Task details: Copy exactly, please, the lines of the data from its start through the line containing "if midi.port_of.get(track).copied().unwrap_or(0) != port".

Material for this task:

/// Removes matching events from every track of the port. Returns how many were removed.
fn remove_matching(midi: &mut ParsedMidi, port: u8, matches: impl Fn(&MidiMessage) -> bool) -> usize {
    let mut removed = 0;
    for (track, messages) in midi.tracks.iter_mut().enumerate() {
        if midi.port_of.get(track).copied().unwrap_or(0) != port {
            continue;
        }
        let before = messages.len();
        messages.retain(|m| !matches(m));
        removed += before - messages.len();
    }
    removed
}

#[cfg(test)]
mod tests {
    use super::*;
    use crate::midi::sequence::tests::sequence_with;
    use crate::midi::{meta, parse_midi, write_midi};
    use crate::synth::{RecordingBackend, SynthProcessor};

    fn count(midi: &ParsedMidi, f: impl Fn(&MidiMessage) -> bool) -> usize {
        midi.tracks.iter().flatten().filter(|m| f(m)).count()
    }

    fn two_track_song() -> ParsedMidi {
        let conductor = vec![
            MidiMessage::meta(0, meta::TRACK_NAME, b"Song".to_vec()),
            MidiMessage::meta(0, meta::END_OF_TRACK, vec![]),
        ];
        let piano = vec![
            MidiMessage::controller_change(0, 0, controller::BANK_SELECT, 1),
            MidiMessage::program_change(0, 0, 4),
            MidiMessage::controller_change(0, 0, controller::MAIN_VOLUME, 90),
            MidiMessage::note_on(120, 0, 60, 100),
            MidiMessage::note_off(240, 0, 60),
            MidiMessage::program_change(240, 0, 7),
            MidiMessage::controller_change(300, 0, controller::MAIN_VOLUME, 40),
            MidiMessage::note_on(480, 0, 62, 100),
            MidiMessage::note_off(600, 0, 62),
            MidiMessage::meta(600, meta::END_OF_TRACK, vec![]),
        ];
        sequence_with(480, &[], vec![conductor, piano])
    }

    #[test]
    fn test_unlocked_snapshot_changes_nothing() {
        let mut midi = two_track_song();
        let original = midi.clone();
        let snapshot: Vec<ChannelSnapshot> = (0..16).map(ChannelSnapshot::unlocked).collect();

        let report = apply_snapshot_to_midi(&mut midi, &snapshot);

        assert_eq!(midi.tracks, original.tracks);
        assert_eq!(report, RewriteReport::default());
    }

    #[test]
    fn test_locked_bank_inserts_gs_on() {
        let mut midi = two_track_song();
        let mut channel = ChannelSnapshot::unlocked(0);
        channel.lock_preset(5, 10, false);

        let report = apply_snapshot_to_midi(&mut midi, &[channel]);

        assert!(report.gs_inserted);
        assert_eq!(report.presets, vec![0]);
        assert_eq!(count(&midi, |m| m.is_sysex() && is_gs_on(&m.data)), 1);
        assert_eq!(midi.tracks[0][0], MidiMessage::sysex(0, gs_on_payload()));

        let banks: Vec<_> = midi.tracks[1]
            .iter()
            .filter(|m| m.is_controller(0, controller::BANK_SELECT))
            .collect();
        assert_eq!(banks.len(), 1);
        assert_eq!(banks[0].data, vec![controller::BANK_SELECT, 5]);
        assert_eq!(banks[0].ticks, 120);

        let programs: Vec<_> = midi.tracks[1].iter().filter(|m| m.is_program_change(0)).collect();
        assert_eq!(programs.len(), 1);
        assert_eq!(programs[0].data, vec![10]);
        assert_eq!(programs[0].ticks, 120);

        // bank, program, then the note itself
        let note = midi.tracks[1].iter().position(|m| m.is_note_on()).unwrap();
        assert!(midi.tracks[1][note - 2].is_controller(0, controller::BANK_SELECT));
        assert!(midi.tracks[1][note - 1].is_program_change(0));
    }

    #[test]
    fn test_existing_gs_on_is_kept_and_gm_on_removed() {
        let mut midi = two_track_song();
        midi.tracks[0].insert(0, MidiMessage::sysex(0, vec![0x7E, 0x7F, 0x09, 0x01, 0xF7]));
        midi.tracks[0].insert(1, MidiMessage::sysex(0, gs_on_payload()));
        let mut channel = ChannelSnapshot::unlocked(0);
        channel.lock_preset(3, 0, false);

        let report = apply_snapshot_to_midi(&mut midi, &[channel]);

        assert!(!report.gs_inserted);
        assert_eq!(report.gm_removed, 1);
        assert_eq!(count(&midi, |m| m.is_sysex() && is_gm_on(&m.data)), 0);
        assert_eq!(count(&midi, |m| m.is_sysex() && is_gs_on(&m.data)), 1);
    }

    #[test]
    fn test_bank_zero_needs_no_gs() {
        let mut midi = two_track_song();
        let mut channel = ChannelSnapshot::unlocked(0);
        channel.lock_preset(0, 33, false);

        let report = apply_snapshot_to_midi(&mut midi, &[channel]);

        assert!(!report.gs_inserted);
        assert_eq!(count(&midi, |m| m.is_controller(0, controller::BANK_SELECT)), 0);
        assert_eq!(count(&midi, |m| m.is_program_change(0)), 1);
    }

    #[test]
    fn test_drum_lock_round_trips_through_processor() {
        let piano = vec![
            MidiMessage::program_change(0, 3, 1),
            MidiMessage::note_on(10, 3, 36, 100),
            MidiMessage::note_off(20, 3, 36),
        ];
        let mut midi = sequence_with(96, &[], vec![piano]);
        let mut channel = ChannelSnapshot::unlocked(3);
        channel.lock_preset(0, 0, true);

        apply_snapshot_to_midi(&mut midi, &[channel]);

        let mut synth = SynthProcessor::new(Box::new(RecordingBackend::new()));
        for message in &midi.tracks[0] {
            synth.process_message(message, 0);
        }
        assert!(synth.channel(3).unwrap().is_drums());
        assert!(!synth.channel(2).unwrap().is_drums());
    }

    #[test]
    fn test_locked_controller_replaced() {
        let mut midi = two_track_song();
        let mut channel = ChannelSnapshot::unlocked(0);
        channel.lock_controller(controller::MAIN_VOLUME, 70);

        let report = apply_snapshot_to_midi(&mut midi, &[channel]);

        assert_eq!(report.controllers, vec![(0, controller::MAIN_VOLUME)]);
        assert_eq!(report.events_removed, 2);
        let volumes: Vec<_> = midi.tracks[1]
            .iter()
            .filter(|m| m.is_controller(0, controller::MAIN_VOLUME))
            .collect();
        assert_eq!(volumes.len(), 1);
        assert_eq!(volumes[0].data, vec![controller::MAIN_VOLUME, 70]);
        assert_eq!(volumes[0].ticks, 120);
        // The preset events are untouched
        assert_eq!(count(&midi, |m| m.is_program_change(0)), 2);
    }

    #[test]
    fn test_lock_without_notes_is_skipped() {
        let mut midi = two_track_song();
        let original = midi.clone();
        let mut channel = ChannelSnapshot::unlocked(5);
        channel.lock_preset(0, 2, false);
        channel.lock_controller(controller::PAN, 0);

        let report = apply_snapshot_to_midi(&mut midi, &[channel]);

        assert_eq!(report.skipped, vec![5]);
        assert!(report.presets.is_empty());
        assert_eq!(midi.tracks, original.tracks);
    }

    #[test]
    fn test_preset_lock_without_notes_still_cleans_up() {
        let mut midi = two_track_song();
        midi.tracks[1].insert(0, MidiMessage::program_change(0, 5, 30));
        midi.tracks[1].insert(0, MidiMessage::controller_change(0, 5, controller::BANK_SELECT, 8));
        let mut channel = ChannelSnapshot::unlocked(5);
        channel.lock_preset(2, 2, true);

        let report = apply_snapshot_to_midi(&mut midi, &[channel]);

        assert_eq!(report.skipped, vec![5]);
        // GS promotion and deletions run before the missing note-on is noticed
        assert!(report.gs_inserted);
        assert_eq!(report.events_removed, 2);
        assert_eq!(count(&midi, |m| m.is_program_change(5)), 0);
        assert_eq!(count(&midi, |m| m.is_controller(5, controller::BANK_SELECT)), 0);
        assert_eq!(count(&midi, |m| m.is_program_change(0)), 2);
    }

    #[test]
    fn test_other_port_untouched() {
        let mut midi = two_track_song();
        let second_port = vec![
            MidiMessage::program_change(0, 0, 50),
            MidiMessage::note_on(0, 0, 60, 100),
        ];
        midi.tracks.push(second_port);
        midi.port_of.push(1);
        let mut channel = ChannelSnapshot::unlocked(0);
        channel.lock_preset(0, 9, false);

        apply_snapshot_to_midi(&mut midi, &[channel]);

        assert_eq!(midi.tracks[2][0], MidiMessage::program_change(0, 0, 50));
        assert_eq!(count(&midi, |m| m.is_program_change(0)), 2);
    }

    #[test]
    fn test_earliest_note_on_tie_breaks_on_track() {
        let a = vec![MidiMessage::note_on(100, 1, 60, 100)];
        let b = vec![MidiMessage::note_on(100, 1, 64, 100)];
        let mut midi = sequence_with(96, &[], vec![a, b]);
        let mut channel = ChannelSnapshot::unlocked(1);
        channel.lock_preset(0, 5, false);

        apply_snapshot_to_midi(&mut midi, &[channel]);

        assert!(midi.tracks[0][0].is_program_change(1));
        assert_eq!(midi.tracks[1].len(), 1);
    }

    #[test]
    fn test_clear_channel_removes_voice_events_only() {
        let mut midi = two_track_song();
        midi.tracks[1].insert(3, MidiMessage::note_on(120, 1, 40, 90));

        let edits = ChannelEdits {
            clear: vec![0],
            ..Default::default()
        };
        let report = modify_midi(&mut midi, &edits);

        assert_eq!(report.cleared, vec![0]);
        assert_eq!(report.events_removed, 9);
        assert_eq!(count(&midi, |m| m.channel() == Some(0)), 0);
        assert_eq!(count(&midi, |m| m.channel() == Some(1)), 1);
        assert_eq!(count(&midi, |m| m.is_meta()), 3);
    }

    #[test]
    fn test_transpose_shifts_notes_and_clamps() {
        let notes = vec![
            MidiMessage::note_on(0, 2, 60, 100),
            MidiMessage::note_off(10, 2, 60),
            MidiMessage::note_on(20, 2, 125, 100),
            MidiMessage::note_off(30, 2, 125),
            MidiMessage::note_on(40, 3, 60, 100),
        ];
        let mut midi = sequence_with(96, &[], vec![notes]);

        let edits = ChannelEdits {
            transpose: vec![(2, 5.0)],
            ..Default::default()
        };
        let report = modify_midi(&mut midi, &edits);

        assert_eq!(report.transposed, vec![2]);
        let keys: Vec<u8> = midi.tracks[0].iter().map(|m| m.data[0]).collect();
        assert_eq!(keys, vec![65, 65, 127, 127, 60]);
        // Whole semitones need no tuning
        assert_eq!(midi.tracks[0].len(), 5);
    }

    #[test]
    fn test_fractional_transpose_adds_fine_tuning_rpn() {
        let mut midi = two_track_song();

        let edits = ChannelEdits {
            transpose: vec![(0, -1.5)],
            ..Default::default()
        };
        modify_midi(&mut midi, &edits);

        let note = midi.tracks[1].iter().position(|m| m.is_note_on()).unwrap();
        assert_eq!(midi.tracks[1][note].data[0], 59);
        let rpn: Vec<_> = midi.tracks[1][note - 4..note]
            .iter()
            .map(|m| (m.ticks, m.data.clone()))
            .collect();
        assert_eq!(
            rpn,
            vec![
                (120, vec![controller::RPN_MSB, 0]),
                (120, vec![controller::RPN_LSB, 1]),
                (120, vec![controller::DATA_ENTRY_MSB, 32]),
                (120, vec![controller::DATA_ENTRY_LSB, 0]),
            ]
        );

        // The inserted RPN lands on the fine tuning register of a live channel
        let mut synth = SynthProcessor::new(Box::new(RecordingBackend::new()));
        for message in &midi.tracks[1][..note] {
            synth.process_message(message, 0);
        }
        assert!((synth.channel(0).unwrap().tuning_cents() + 50.0).abs() < 0.01);
    }

    #[test]
    fn test_transpose_without_notes_is_skipped() {
        let mut midi = two_track_song();
        let original = midi.clone();

        let edits = ChannelEdits {
            clear: vec![3],
            transpose: vec![(3, 2.0), (7, 0.25)],
        };
        let report = modify_midi(&mut midi, &edits);

        assert_eq!(report.skipped, vec![7]);
        assert_eq!(report.cleared, vec![3]);
        assert!(report.transposed.is_empty());
        assert_eq!(midi.tracks, original.tracks);
    }

    #[test]
    fn test_rewritten_file_survives_export() {
        let mut midi = two_track_song();
        let mut channel = ChannelSnapshot::unlocked(0);
        channel.lock_preset(8, 10, false);
        apply_snapshot_to_midi(&mut midi, &[channel]);

        let reparsed = parse_midi(&write_midi(&midi)).unwrap();
        assert_eq!(reparsed.tracks, midi.tracks);
    }
}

Your solution:
/// Removes matching events from every track of the port. Returns how many were removed.
fn remove_matching(midi: &mut ParsedMidi, port: u8, matches: impl Fn(&MidiMessage) -> bool) -> usize {
    let mut removed = 0;
    for (track, messages) in midi.tracks.iter_mut().enumerate() {
        if midi.port_of.get(track).copied().unwrap_or(0) != port {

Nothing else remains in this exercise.